2.1.7. pelicun.uq module

This module defines constants, classes and methods for uncertainty quantification in pelicun.

Contents

mvn_orthotope_density(mu, COV[, lower, upper])

Estimate the probability density within a hyperrectangle for an MVN distr.

fit_distribution(raw_samples, distribution)

Fit a distribution to samples using maximum likelihood estimation.

RandomVariable(name, distribution[, theta, …])

Description

RandomVariableSet(name, RV_list, Rho)

Description

RandomVariableRegistry()

Description

pelicun.uq.mvn_orthotope_density(mu, COV, lower=None, upper=None)[source]

Estimate the probability density within a hyperrectangle for an MVN distr.

Use the method of Alan Genz (1992) to estimate the probability density of a multivariate normal distribution within an n-orthotope (i.e., hyperrectangle) defined by its lower and upper bounds. Limits can be relaxed in any direction by assigning infinite bounds (i.e. numpy.inf).

Parameters
mu: float scalar or ndarray

Mean(s) of the non-truncated distribution.

COV: float ndarray

Covariance matrix of the non-truncated distribution

lower: float vector, optional, default: None

Lower bound(s) for the truncated distributions. A scalar value can be used for a univariate case, while a list of bounds is expected in multivariate cases. If the distribution is non-truncated from below in a subset of the dimensions, use either None or assign an infinite value (i.e. -numpy.inf) to those dimensions.

upper: float vector, optional, default: None

Upper bound(s) for the truncated distributions. A scalar value can be used for a univariate case, while a list of bounds is expected in multivariate cases. If the distribution is non-truncated from above in a subset of the dimensions, use either None or assign an infinite value (i.e. numpy.inf) to those dimensions.

Returns
——-
alpha: float

Estimate of the probability density within the hyperrectangle

eps_alpha: float

Estimate of the error in alpha.

pelicun.uq.fit_distribution(raw_samples, distribution, truncation_limits=[None, None], censored_count=0, detection_limits=[None, None], multi_fit=False, alpha_lim=0.0001)[source]

Fit a distribution to samples using maximum likelihood estimation.

The number of dimensions of the distribution are inferred from the shape of the sample data.
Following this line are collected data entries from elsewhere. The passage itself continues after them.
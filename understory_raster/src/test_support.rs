// Copyright 2025 the Understory Authors
// SPDX-License-Identifier: Apache-2.0 OR MIT

//! Recording surface and counting pool for unit tests.

use alloc::vec;
use alloc::vec::Vec;
use core::cell::Cell;

use kurbo::{Affine, BezPath, Rect};
use peniko::{Fill, ImageQuality};

use crate::{DrawContext, Image, PixelsRef, PoolError, Surface, SurfacePool};

/// A drawing call observed by [`RecordingSurface`].
#[derive(Clone, Debug, PartialEq)]
pub(crate) enum Call {
    Save,
    Restore,
    Transform(Affine),
    SetTransform(Affine),
    Clip(Fill),
    SetImageQuality(ImageQuality),
    DrawImage { src: Rect, dst: Rect },
}

/// Surface that records drawing calls. Blits made without a transform copy
/// pixels nearest-neighbor so pixel tests can observe them.
#[derive(Clone, Debug)]
pub(crate) struct RecordingSurface {
    width: u32,
    height: u32,
    data: Vec<u8>,
    transform: Affine,
    stack: Vec<Affine>,
    pub(crate) calls: Vec<Call>,
}

impl RecordingSurface {
    pub(crate) fn new(width: u32, height: u32) -> Self {
        Self {
            width,
            height,
            data: vec![0; width as usize * height as usize * 4],
            transform: Affine::IDENTITY,
            stack: Vec::new(),
            calls: Vec::new(),
        }
    }

    fn index(&self, x: i32, y: i32) -> Option<usize> {
        let x = u32::try_from(x).ok().filter(|x| *x < self.width)?;
        let y = u32::try_from(y).ok().filter(|y| *y < self.height)?;
        Some((y as usize * self.width as usize + x as usize) * 4)
    }
}

#[allow(
    clippy::cast_possible_truncation,
    reason = "test helper with small coordinates"
)]
impl DrawContext for RecordingSurface {
    fn save(&mut self) {
        self.stack.push(self.transform);
        self.calls.push(Call::Save);
    }

    fn restore(&mut self) {
        if let Some(transform) = self.stack.pop() {
            self.transform = transform;
        }
        self.calls.push(Call::Restore);
    }

    fn transform(&mut self, affine: Affine) {
        self.transform *= affine;
        self.calls.push(Call::Transform(affine));
    }

    fn set_transform(&mut self, affine: Affine) {
        self.transform = affine;
        self.calls.push(Call::SetTransform(affine));
    }

    fn clip(&mut self, _path: &BezPath, fill: Fill) {
        self.calls.push(Call::Clip(fill));
    }

    fn set_image_quality(&mut self, quality: ImageQuality) {
        self.calls.push(Call::SetImageQuality(quality));
    }

    fn draw_image(&mut self, image: PixelsRef<'_>, src: Rect, dst: Rect) {
        self.calls.push(Call::DrawImage { src, dst });
        if self.transform != Affine::IDENTITY || dst.width() <= 0. || dst.height() <= 0. {
            return;
        }
        let (sx, sy) = (src.width() / dst.width(), src.height() / dst.height());
        for y in dst.y0 as i32..dst.y1 as i32 {
            for x in dst.x0 as i32..dst.x1 as i32 {
                let u = src.x0 + (f64::from(x) + 0.5 - dst.x0) * sx;
                let v = src.y0 + (f64::from(y) + 0.5 - dst.y0) * sy;
                if u < 0. || v < 0. {
                    continue;
                }
                let px = image.pixel(u as u32, v as u32);
                if let Some(idx) = self.index(x, y) {
                    self.data[idx..idx + 4].copy_from_slice(&px);
                }
            }
        }
    }

    fn get_pixels(&self, x: i32, y: i32, width: u32, height: u32) -> Vec<u8> {
        let mut out = Vec::with_capacity(width as usize * height as usize * 4);
        for row in 0..height as i32 {
            for col in 0..width as i32 {
                match self.index(x + col, y + row) {
                    Some(idx) => out.extend_from_slice(&self.data[idx..idx + 4]),
                    None => out.extend_from_slice(&[0; 4]),
                }
            }
        }
        out
    }

    fn put_pixels(&mut self, x: i32, y: i32, width: u32, height: u32, data: &[u8]) {
        for (i, px) in data.chunks_exact(4).enumerate() {
            let i = i as u32;
            if i >= width * height {
                break;
            }
            if let Some(idx) = self.index(x + (i % width) as i32, y + (i / width) as i32) {
                self.data[idx..idx + 4].copy_from_slice(px);
            }
        }
    }
}

impl Surface for RecordingSurface {
    type Context = Self;

    fn width(&self) -> u32 {
        self.width
    }

    fn height(&self) -> u32 {
        self.height
    }

    fn pixels(&self) -> PixelsRef<'_> {
        PixelsRef {
            width: self.width,
            height: self.height,
            data: &self.data,
        }
    }

    fn context(&mut self) -> &mut Self {
        self
    }
}

/// Pool that counts acquisitions and releases, optionally refusing once a
/// number of surfaces are outstanding.
#[derive(Debug, Default)]
pub(crate) struct RecordingPool {
    limit: Option<usize>,
    acquired: Cell<usize>,
    released: Cell<usize>,
}

impl RecordingPool {
    pub(crate) fn with_limit(limit: usize) -> Self {
        Self {
            limit: Some(limit),
            ..Self::default()
        }
    }

    pub(crate) fn acquired(&self) -> usize {
        self.acquired.get()
    }

    pub(crate) fn released(&self) -> usize {
        self.released.get()
    }

    pub(crate) fn outstanding(&self) -> usize {
        self.acquired() - self.released()
    }
}

impl SurfacePool for RecordingPool {
    type Surface = RecordingSurface;

    fn acquire(&self, width: u32, height: u32) -> Result<RecordingSurface, PoolError> {
        if self.limit.is_some_and(|limit| self.outstanding() >= limit) {
            return Err(PoolError::Exhausted { width, height });
        }
        self.acquired.set(self.acquired() + 1);
        Ok(RecordingSurface::new(width, height))
    }

    fn release(&self, _surface: RecordingSurface) {
        self.released.set(self.released() + 1);
    }
}

/// A `width` x `height` image filled with `rgba`.
pub(crate) fn solid_image(width: u32, height: u32, rgba: [u8; 4]) -> Image {
    Image::new(width, height, rgba.repeat(width as usize * height as usize))
        .expect("valid test image")
}
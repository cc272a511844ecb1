// Copyright 2025 the Understory Authors
// SPDX-License-Identifier: Apache-2.0 OR MIT

// After you edit the crate's doc comment, run this command, then check README.md for any missing links
// cargo rdme --workspace-project=understory_raster --heading-base-level=0

//! Understory Raster: raster image items for 2D scenes.
//!
//! A [`Raster`] wraps a pixel buffer, either an immutable decoded [`Image`]
//! or a mutable drawing [`Surface`], and positions it in a vector scene with
//! an affine transform. On top of that buffer it provides:
//!
//! - **Buffer lifecycle**: resizing by resampling ([`Raster::set_size`]),
//!   lazy promotion of an image to a drawable surface ([`Raster::canvas`]),
//!   surface replacement ([`Raster::set_canvas`]), sub-image extraction,
//!   and drawing into a target context under the raster's transform.
//! - **Pixel access**: [`Raster::get_pixel`] and [`Raster::set_pixel`].
//! - **Average-color sampling**: [`Raster::average_color`] over the whole
//!   raster, a rectangle, a point, or an arbitrary (compound) shape, with
//!   each pixel weighted by its opacity.
//!
//! The crate does not rasterize anything itself. Drawing goes through the
//! [`DrawContext`] of a [`Surface`], and temporary surfaces come from a
//! [`SurfacePool`]. `understory_raster_cpu` provides software implementations
//! of both.
//!
//! # Surface ownership
//!
//! A raster exclusively owns the surface it holds and returns it to the pool
//! when the surface is replaced or the raster is [disposed](Raster::dispose).
//! Temporary surfaces are wrapped in a [`PooledSurface`] guard, which returns
//! them to the pool on every exit path, including errors, unless ownership is
//! explicitly transferred.
//!
//! # Example
//!
//! ```rust
//! use kurbo::{Point, Rect};
//! use understory_raster::{PixelColor, Raster, RasterError, SurfacePool};
//! use understory_raster_cpu::CpuSurfacePool;
//!
//! let pool = CpuSurfacePool::new();
//! let mut raster = Raster::from_surface(pool.acquire(4, 4)?)?;
//! raster.set_pixel(Point::new(0., 0.), PixelColor::rgb(1., 0., 0.))?;
//!
//! // Average over the raster's left half, in parent space. Transparent
//! // pixels carry no weight, so only the red pixel counts.
//! let average = raster.average_color(&pool, Rect::new(-2., -2., 0., 2.))?;
//! assert_eq!(average.map(|c| c.components), Some([1., 0., 0., 1.]));
//! raster.dispose(&pool);
//! # Ok::<(), RasterError>(())
//! ```
//!
//! This crate is `no_std`.

#![no_std]

extern crate alloc;

mod error;
mod image;
mod pixel;
mod raster;
mod sample;
mod surface;

#[cfg(test)]
mod test_support;

pub use error::{PoolError, RasterError};
pub use image::{BYTES_PER_PIXEL, Image, PixelsRef, rgba8_len};
pub use pixel::PixelColor;
pub use raster::{Buffer, POINTS_PER_INCH, Raster};
pub use sample::{
    DEFAULT_GRID_SIZE, Region, SampleOptions, ShapeRegion, ShapeStyle, alpha_weighted_average,
};
pub use surface::{DrawContext, PooledSurface, Surface, SurfacePool};
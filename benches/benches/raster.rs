// Copyright 2025 the Understory Authors
// SPDX-License-Identifier: Apache-2.0 OR MIT

use criterion::{BenchmarkId, Criterion, Throughput, black_box, criterion_group, criterion_main};
use kurbo::{Circle, Rect, Shape};
use peniko::ImageQuality;
use understory_raster::{Image, Raster, Region, ShapeRegion};
use understory_raster_cpu::{CpuSurface, CpuSurfacePool};

fn gradient(size: u32) -> Raster<CpuSurface> {
    let mut data = Vec::with_capacity(size as usize * size as usize * 4);
    for y in 0..size {
        for x in 0..size {
            data.extend_from_slice(&[(x % 256) as u8, (y % 256) as u8, 128, 255]);
        }
    }
    Raster::from_image(Image::new(size, size, data).unwrap()).unwrap()
}

fn bench_average_color(c: &mut Criterion) {
    let mut group = c.benchmark_group("raster/average_color");
    let pool = CpuSurfacePool::new();

    for size in [64_u32, 256, 1_024] {
        let raster = gradient(size);
        let half = f64::from(size) / 2.;
        let shape = ShapeRegion::new(Circle::new((0., 0.), half * 0.75).to_path(0.1));
        group.throughput(Throughput::Elements(u64::from(size) * u64::from(size)));

        group.bench_with_input(BenchmarkId::new("whole", size), &raster, |b, raster| {
            b.iter(|| black_box(raster.average_color(&pool, Region::Whole).unwrap()));
        });

        let rect = Rect::new(-half / 2., -half / 2., half / 2., half / 2.);
        group.bench_with_input(BenchmarkId::new("rect", size), &raster, |b, raster| {
            b.iter(|| black_box(raster.average_color(&pool, rect).unwrap()));
        });

        group.bench_with_input(BenchmarkId::new("shape", size), &raster, |b, raster| {
            b.iter(|| black_box(raster.average_color(&pool, &shape).unwrap()));
        });
    }
    group.finish();
}

fn bench_set_size(c: &mut Criterion) {
    let mut group = c.benchmark_group("raster/set_size");
    let pool = CpuSurfacePool::new();

    for quality in [ImageQuality::Low, ImageQuality::Medium] {
        let name = if quality == ImageQuality::Low {
            "nearest"
        } else {
            "bilinear"
        };
        group.bench_function(BenchmarkId::new(name, "256->512"), |b| {
            b.iter_batched(
                || {
                    let mut raster = gradient(256);
                    raster.set_resample_quality(quality);
                    raster
                },
                |mut raster| {
                    raster.set_size(&pool, 512, 512).unwrap();
                    raster.dispose(&pool);
                },
                criterion::BatchSize::LargeInput,
            );
        });
    }
    group.finish();
}

criterion_group!(benches, bench_average_color, bench_set_size);
criterion_main!(benches);
// Copyright 2025 the Understory Authors
// SPDX-License-Identifier: Apache-2.0 OR MIT

//! Software drawing surface.

use alloc::vec;
use alloc::vec::Vec;
use core::fmt;

#[cfg(not(feature = "std"))]
use kurbo::common::FloatFuncs as _;
use kurbo::{Affine, BezPath, Point, Rect, Shape};
use peniko::{Fill, ImageQuality};
use smallvec::SmallVec;
use understory_raster::{BYTES_PER_PIXEL, DrawContext, PixelsRef, Surface, rgba8_len};

use crate::filter::{ImageSampler, source_over};

#[derive(Clone, Debug)]
struct DrawState {
    transform: Affine,
    /// Per-pixel coverage in `0..=255`; `None` means unclipped.
    clip: Option<Vec<u8>>,
    quality: ImageQuality,
}

impl Default for DrawState {
    fn default() -> Self {
        Self {
            transform: Affine::IDENTITY,
            clip: None,
            quality: ImageQuality::Medium,
        }
    }
}

/// A straight-alpha RGBA8 pixel buffer that is also its own drawing context.
///
/// Clips are evaluated per pixel center against the path's winding number,
/// so they are aliased but honor both fill rules on compound paths.
#[derive(Clone)]
pub struct CpuSurface {
    width: u32,
    height: u32,
    data: Vec<u8>,
    state: DrawState,
    stack: SmallVec<[DrawState; 4]>,
}

impl CpuSurface {
    /// Create a transparent surface.
    ///
    /// # Panics
    ///
    /// Panics if the pixel buffer size overflows `usize` or cannot be
    /// allocated. Use [`try_new`](Self::try_new) to handle that instead.
    pub fn new(width: u32, height: u32) -> Self {
        Self::try_new(width, height).expect("CpuSurface: pixel buffer cannot be allocated")
    }

    /// Create a transparent surface, returning `None` if the pixel buffer
    /// size overflows `usize` or the allocation fails.
    pub fn try_new(width: u32, height: u32) -> Option<Self> {
        let len = rgba8_len(width, height)?;
        let mut data = Vec::new();
        data.try_reserve_exact(len).ok()?;
        data.resize(len, 0);
        Some(Self {
            width,
            height,
            data,
            state: DrawState::default(),
            stack: SmallVec::new(),
        })
    }

    /// Wrap existing straight-alpha RGBA8 pixels, returning `None` if the
    /// length does not match the dimensions.
    pub fn from_rgba8(width: u32, height: u32, data: Vec<u8>) -> Option<Self> {
        (rgba8_len(width, height)? == data.len()).then(|| Self {
            width,
            height,
            data,
            state: DrawState::default(),
            stack: SmallVec::new(),
        })
    }

    /// The pixel bytes.
    pub fn data(&self) -> &[u8] {
        &self.data
    }

    /// Consume the surface, returning its pixel bytes.
    pub fn into_data(self) -> Vec<u8> {
        self.data
    }

    /// Zero every pixel and reset the drawing state.
    pub fn clear(&mut self) {
        self.data.fill(0);
        self.state = DrawState::default();
        self.stack.clear();
    }

    /// Current transform.
    pub fn current_transform(&self) -> Affine {
        self.state.transform
    }

    /// Depth of the save/restore stack.
    pub fn save_depth(&self) -> usize {
        self.stack.len()
    }

    fn offset(&self, x: i64, y: i64) -> Option<usize> {
        if x < 0 || y < 0 || x >= i64::from(self.width) || y >= i64::from(self.height) {
            return None;
        }
        #[allow(
            clippy::cast_possible_truncation,
            clippy::cast_sign_loss,
            reason = "coordinates were checked against the surface extent"
        )]
        let (x, y) = (x as usize, y as usize);
        Some(y * self.width as usize + x)
    }

    /// Pixel columns and rows whose area intersects `rect`, clamped to the
    /// surface.
    #[allow(
        clippy::cast_possible_truncation,
        clippy::cast_sign_loss,
        reason = "values are clamped to the surface extent"
    )]
    fn device_span(&self, rect: Rect) -> Option<(u32, u32, u32, u32)> {
        let surface = Rect::new(0., 0., f64::from(self.width), f64::from(self.height));
        let rect = rect.intersect(surface);
        if !(rect.width() > 0. && rect.height() > 0.) {
            return None;
        }
        Some((
            rect.x0.floor() as u32,
            rect.y0.floor() as u32,
            (rect.x1.ceil() as u32).min(self.width),
            (rect.y1.ceil() as u32).min(self.height),
        ))
    }

    fn coverage(&self, index: usize) -> f64 {
        self.state
            .clip
            .as_ref()
            .map_or(1., |mask| f64::from(mask[index]) / 255.)
    }
}

fn pixel_center(x: u32, y: u32) -> Point {
    Point::new(f64::from(x) + 0.5, f64::from(y) + 0.5)
}

impl DrawContext for CpuSurface {
    fn save(&mut self) {
        self.stack.push(self.state.clone());
    }

    fn restore(&mut self) {
        if let Some(state) = self.stack.pop() {
            self.state = state;
        }
    }

    fn transform(&mut self, affine: Affine) {
        self.state.transform *= affine;
    }

    fn set_transform(&mut self, affine: Affine) {
        self.state.transform = affine;
    }

    fn clip(&mut self, path: &BezPath, fill: Fill) {
        let mut device = path.clone();
        device.apply_affine(self.state.transform);
        let mut mask = vec![0_u8; self.width as usize * self.height as usize];
        if let Some((x0, y0, x1, y1)) = self.device_span(device.bounding_box()) {
            for y in y0..y1 {
                let row = y as usize * self.width as usize;
                for x in x0..x1 {
                    let winding = device.winding(pixel_center(x, y));
                    let inside = if fill == Fill::EvenOdd {
                        winding % 2 != 0
                    } else {
                        winding != 0
                    };
                    if inside {
                        mask[row + x as usize] = u8::MAX;
                    }
                }
            }
        }
        if let Some(previous) = &self.state.clip {
            for (m, p) in mask.iter_mut().zip(previous) {
                *m = (*m).min(*p);
            }
        }
        self.state.clip = Some(mask);
    }

    fn set_image_quality(&mut self, quality: ImageQuality) {
        self.state.quality = quality;
    }

    fn draw_image(&mut self, image: PixelsRef<'_>, src: Rect, dst: Rect) {
        if !(dst.width() > 0. && dst.height() > 0.) {
            return;
        }
        let ctm = self.state.transform;
        if ctm.determinant() == 0. {
            return;
        }
        let Some(sampler) = ImageSampler::new(image, src, self.state.quality) else {
            return;
        };
        let Some((x0, y0, x1, y1)) = self.device_span(ctm.transform_rect_bbox(dst)) else {
            return;
        };
        let device_to_local = ctm.inverse();
        let scale = (src.width() / dst.width(), src.height() / dst.height());
        let local_to_image = |p: Point| {
            Point::new(
                src.x0 + (p.x - dst.x0) * scale.0,
                src.y0 + (p.y - dst.y0) * scale.1,
            )
        };

        for y in y0..y1 {
            for x in x0..x1 {
                let local = device_to_local * pixel_center(x, y);
                if !dst.contains(local) {
                    continue;
                }
                let uv = local_to_image(local);
                if !sampler.covers(uv) {
                    continue;
                }
                let index = y as usize * self.width as usize + x as usize;
                let coverage = self.coverage(index);
                if coverage <= 0. {
                    continue;
                }
                let color = sampler.sample(uv);
                let offset = index * BYTES_PER_PIXEL;
                source_over(
                    &mut self.data[offset..offset + BYTES_PER_PIXEL],
                    color,
                    coverage,
                );
            }
        }
    }

    fn get_pixels(&self, x: i32, y: i32, width: u32, height: u32) -> Vec<u8> {
        let mut out = vec![0_u8; rgba8_len(width, height).unwrap_or(0)];
        for (i, px) in out.chunks_exact_mut(BYTES_PER_PIXEL).enumerate() {
            let (col, row) = (i as u64 % u64::from(width), i as u64 / u64::from(width));
            #[allow(
                clippy::cast_possible_wrap,
                reason = "row and column are bounded by u32 dimensions"
            )]
            let (col, row) = (col as i64, row as i64);
            if let Some(index) = self.offset(i64::from(x) + col, i64::from(y) + row) {
                let offset = index * BYTES_PER_PIXEL;
                px.copy_from_slice(&self.data[offset..offset + BYTES_PER_PIXEL]);
            }
        }
        out
    }

    fn put_pixels(&mut self, x: i32, y: i32, width: u32, height: u32, data: &[u8]) {
        let count = u64::from(width) * u64::from(height);
        for (i, px) in data.chunks_exact(BYTES_PER_PIXEL).enumerate() {
            let i = i as u64;
            if i >= count {
                break;
            }
            #[allow(
                clippy::cast_possible_wrap,
                reason = "row and column are bounded by u32 dimensions"
            )]
            let (col, row) = ((i % u64::from(width)) as i64, (i / u64::from(width)) as i64);
            if let Some(index) = self.offset(i64::from(x) + col, i64::from(y) + row) {
                let offset = index * BYTES_PER_PIXEL;
                self.data[offset..offset + BYTES_PER_PIXEL].copy_from_slice(px);
            }
        }
    }
}

impl Surface for CpuSurface {
    type Context = Self;

    fn width(&self) -> u32 {
        self.width
    }

    fn height(&self) -> u32 {
        self.height
    }

    fn pixels(&self) -> PixelsRef<'_> {
        PixelsRef {
            width: self.width,
            height: self.height,
            data: &self.data,
        }
    }

    fn context(&mut self) -> &mut Self {
        self
    }
}

impl fmt::Debug for CpuSurface {
    fn fmt(&self, f: &mut fmt::Formatter<'_>) -> fmt::Result {
        f.debug_struct("CpuSurface")
            .field("width", &self.width)
            .field("height", &self.height)
            .field("transform", &self.state.transform)
            .field("clipped", &self.state.clip.is_some())
            .field("save_depth", &self.stack.len())
            .finish_non_exhaustive()
    }
}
Censoring is automatically considered if the number of censored samples and the corresponding detection limits are provided. Infinite or unspecified truncation limits lead to fitting a non-truncated distribution in that dimension.

Parameters
raw_samples: float ndarray

Raw data that serves as the basis of estimation. The number of samples equals the number of columns and each row introduces a new feature. In other words: a list of sample lists is expected where each sample list is a collection of samples of one variable.

distribution: {‘normal’, ‘lognormal’}

Defines the target probability distribution type. Different types of distributions can be mixed by providing a list rather than a single value. Each element of the list corresponds to one of the features in the raw_samples.

truncation_limits: float ndarray, optional, default: [None, None]

Lower and/or upper truncation limits for the specified distributions. A two-element vector can be used for a univariate case, while two lists of limits are expected in multivariate cases. If the distribution is non-truncated from one side in a subset of the dimensions, use either None or assign an infinite value (i.e. numpy.inf) to those dimensions.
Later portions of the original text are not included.